Collected data entries:
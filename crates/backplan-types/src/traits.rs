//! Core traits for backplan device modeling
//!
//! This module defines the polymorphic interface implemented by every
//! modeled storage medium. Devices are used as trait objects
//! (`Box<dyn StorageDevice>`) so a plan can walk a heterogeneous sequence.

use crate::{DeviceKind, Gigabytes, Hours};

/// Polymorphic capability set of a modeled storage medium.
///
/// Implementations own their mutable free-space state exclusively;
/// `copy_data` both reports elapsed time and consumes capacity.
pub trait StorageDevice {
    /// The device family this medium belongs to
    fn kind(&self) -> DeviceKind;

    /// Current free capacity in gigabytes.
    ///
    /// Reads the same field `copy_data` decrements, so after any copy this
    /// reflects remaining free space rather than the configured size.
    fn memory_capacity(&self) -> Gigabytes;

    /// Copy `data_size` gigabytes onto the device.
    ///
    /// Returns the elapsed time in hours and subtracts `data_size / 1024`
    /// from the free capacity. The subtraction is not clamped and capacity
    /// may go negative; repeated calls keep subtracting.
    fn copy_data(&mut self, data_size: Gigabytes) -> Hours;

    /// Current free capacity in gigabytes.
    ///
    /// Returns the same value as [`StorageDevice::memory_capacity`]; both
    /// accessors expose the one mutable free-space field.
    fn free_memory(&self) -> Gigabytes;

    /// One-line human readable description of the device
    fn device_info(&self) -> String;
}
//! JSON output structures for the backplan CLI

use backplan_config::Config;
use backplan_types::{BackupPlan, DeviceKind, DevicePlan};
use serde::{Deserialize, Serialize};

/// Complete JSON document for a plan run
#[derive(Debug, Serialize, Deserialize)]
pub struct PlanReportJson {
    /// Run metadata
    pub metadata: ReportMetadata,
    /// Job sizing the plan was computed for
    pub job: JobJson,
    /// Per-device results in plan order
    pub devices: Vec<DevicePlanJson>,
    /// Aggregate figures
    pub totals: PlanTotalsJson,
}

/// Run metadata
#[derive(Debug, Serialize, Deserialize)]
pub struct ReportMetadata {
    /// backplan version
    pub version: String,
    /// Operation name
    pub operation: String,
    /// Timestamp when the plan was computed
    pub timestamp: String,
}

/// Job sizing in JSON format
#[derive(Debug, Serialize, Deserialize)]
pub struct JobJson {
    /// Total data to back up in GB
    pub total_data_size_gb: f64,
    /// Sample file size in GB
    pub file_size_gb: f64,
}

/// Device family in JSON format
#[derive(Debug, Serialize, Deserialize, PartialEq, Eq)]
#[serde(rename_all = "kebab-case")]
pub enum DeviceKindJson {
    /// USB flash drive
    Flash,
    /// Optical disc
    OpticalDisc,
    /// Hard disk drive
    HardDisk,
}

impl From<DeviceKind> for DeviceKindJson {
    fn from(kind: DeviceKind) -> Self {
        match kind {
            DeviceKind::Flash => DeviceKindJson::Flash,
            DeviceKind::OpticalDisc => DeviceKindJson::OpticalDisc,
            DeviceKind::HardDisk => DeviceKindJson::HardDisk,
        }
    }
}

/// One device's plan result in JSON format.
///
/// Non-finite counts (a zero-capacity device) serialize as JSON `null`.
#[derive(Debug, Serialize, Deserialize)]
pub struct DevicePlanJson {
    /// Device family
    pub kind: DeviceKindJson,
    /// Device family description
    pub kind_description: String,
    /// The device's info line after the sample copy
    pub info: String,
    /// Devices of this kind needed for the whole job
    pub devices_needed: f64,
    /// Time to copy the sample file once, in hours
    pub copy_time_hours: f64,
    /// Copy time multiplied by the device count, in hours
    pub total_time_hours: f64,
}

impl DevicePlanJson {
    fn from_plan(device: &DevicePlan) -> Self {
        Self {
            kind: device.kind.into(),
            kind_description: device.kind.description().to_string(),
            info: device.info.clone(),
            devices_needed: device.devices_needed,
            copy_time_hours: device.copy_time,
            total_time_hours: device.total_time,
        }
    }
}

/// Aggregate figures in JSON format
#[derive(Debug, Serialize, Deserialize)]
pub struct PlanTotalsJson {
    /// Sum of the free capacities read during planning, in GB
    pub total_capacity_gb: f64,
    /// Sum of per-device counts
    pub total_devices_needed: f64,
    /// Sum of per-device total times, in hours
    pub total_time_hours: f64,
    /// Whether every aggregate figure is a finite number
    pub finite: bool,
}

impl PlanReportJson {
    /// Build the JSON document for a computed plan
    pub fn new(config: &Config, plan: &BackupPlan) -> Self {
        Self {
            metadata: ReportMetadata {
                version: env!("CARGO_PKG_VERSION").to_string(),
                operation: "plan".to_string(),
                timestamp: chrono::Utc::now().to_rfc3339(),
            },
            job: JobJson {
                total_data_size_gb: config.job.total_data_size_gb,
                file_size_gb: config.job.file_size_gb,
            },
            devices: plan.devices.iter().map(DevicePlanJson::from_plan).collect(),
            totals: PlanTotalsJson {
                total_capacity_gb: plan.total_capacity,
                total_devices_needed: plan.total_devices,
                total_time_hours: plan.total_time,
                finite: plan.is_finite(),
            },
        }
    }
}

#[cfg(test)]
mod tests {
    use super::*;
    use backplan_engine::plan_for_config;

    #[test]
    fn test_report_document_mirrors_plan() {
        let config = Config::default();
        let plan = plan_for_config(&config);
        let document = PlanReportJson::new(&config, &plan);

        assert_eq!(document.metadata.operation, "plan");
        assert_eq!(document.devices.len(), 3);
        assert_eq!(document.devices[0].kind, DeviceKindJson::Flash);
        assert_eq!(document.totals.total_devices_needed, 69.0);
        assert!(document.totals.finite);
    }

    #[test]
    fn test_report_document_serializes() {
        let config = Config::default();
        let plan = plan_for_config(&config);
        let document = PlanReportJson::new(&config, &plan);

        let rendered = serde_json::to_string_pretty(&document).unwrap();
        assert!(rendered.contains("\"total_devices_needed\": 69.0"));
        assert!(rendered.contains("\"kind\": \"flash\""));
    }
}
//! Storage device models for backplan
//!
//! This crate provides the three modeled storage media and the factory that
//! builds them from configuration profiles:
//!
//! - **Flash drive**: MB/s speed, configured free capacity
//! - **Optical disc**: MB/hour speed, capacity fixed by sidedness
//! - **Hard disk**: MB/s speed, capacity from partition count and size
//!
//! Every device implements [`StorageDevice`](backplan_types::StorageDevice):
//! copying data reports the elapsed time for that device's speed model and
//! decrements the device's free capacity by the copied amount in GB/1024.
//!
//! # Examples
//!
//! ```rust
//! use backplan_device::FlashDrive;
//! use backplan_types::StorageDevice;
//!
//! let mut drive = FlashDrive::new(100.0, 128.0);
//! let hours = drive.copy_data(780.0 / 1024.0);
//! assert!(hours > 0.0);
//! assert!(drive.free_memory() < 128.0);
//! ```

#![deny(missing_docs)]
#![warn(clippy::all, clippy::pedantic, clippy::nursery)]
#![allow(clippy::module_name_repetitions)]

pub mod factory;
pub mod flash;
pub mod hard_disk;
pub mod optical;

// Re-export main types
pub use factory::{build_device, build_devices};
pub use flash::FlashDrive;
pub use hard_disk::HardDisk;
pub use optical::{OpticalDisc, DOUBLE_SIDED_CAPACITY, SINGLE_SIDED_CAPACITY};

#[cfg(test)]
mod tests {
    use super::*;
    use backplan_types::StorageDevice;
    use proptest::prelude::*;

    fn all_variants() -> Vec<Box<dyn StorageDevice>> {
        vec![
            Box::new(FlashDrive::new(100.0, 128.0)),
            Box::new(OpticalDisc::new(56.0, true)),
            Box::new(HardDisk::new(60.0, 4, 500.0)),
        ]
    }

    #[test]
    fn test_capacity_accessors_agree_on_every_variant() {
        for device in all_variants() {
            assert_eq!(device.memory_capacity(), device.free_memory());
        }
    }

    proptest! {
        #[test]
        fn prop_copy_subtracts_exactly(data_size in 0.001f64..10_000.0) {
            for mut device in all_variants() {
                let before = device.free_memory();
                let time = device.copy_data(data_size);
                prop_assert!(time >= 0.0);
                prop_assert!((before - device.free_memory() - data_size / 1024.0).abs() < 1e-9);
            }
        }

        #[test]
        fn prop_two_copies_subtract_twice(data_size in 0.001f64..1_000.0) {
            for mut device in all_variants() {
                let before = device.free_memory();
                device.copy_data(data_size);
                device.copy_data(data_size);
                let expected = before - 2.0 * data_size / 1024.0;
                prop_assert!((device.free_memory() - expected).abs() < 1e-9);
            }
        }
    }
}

> [WORK REQUEST] What is needed is an exact repetition of the lines from the first line of the records through the line containing "as trait objects", both ends included, and nothing more.

> [RESPONSE TO THIS EXERCISE]
filename crates/backplan-types/src/traits.rs
//! Core traits for backplan device modeling
//!
//! This module defines the polymorphic interface implemented by every
//! modeled storage medium. Devices are used as trait objects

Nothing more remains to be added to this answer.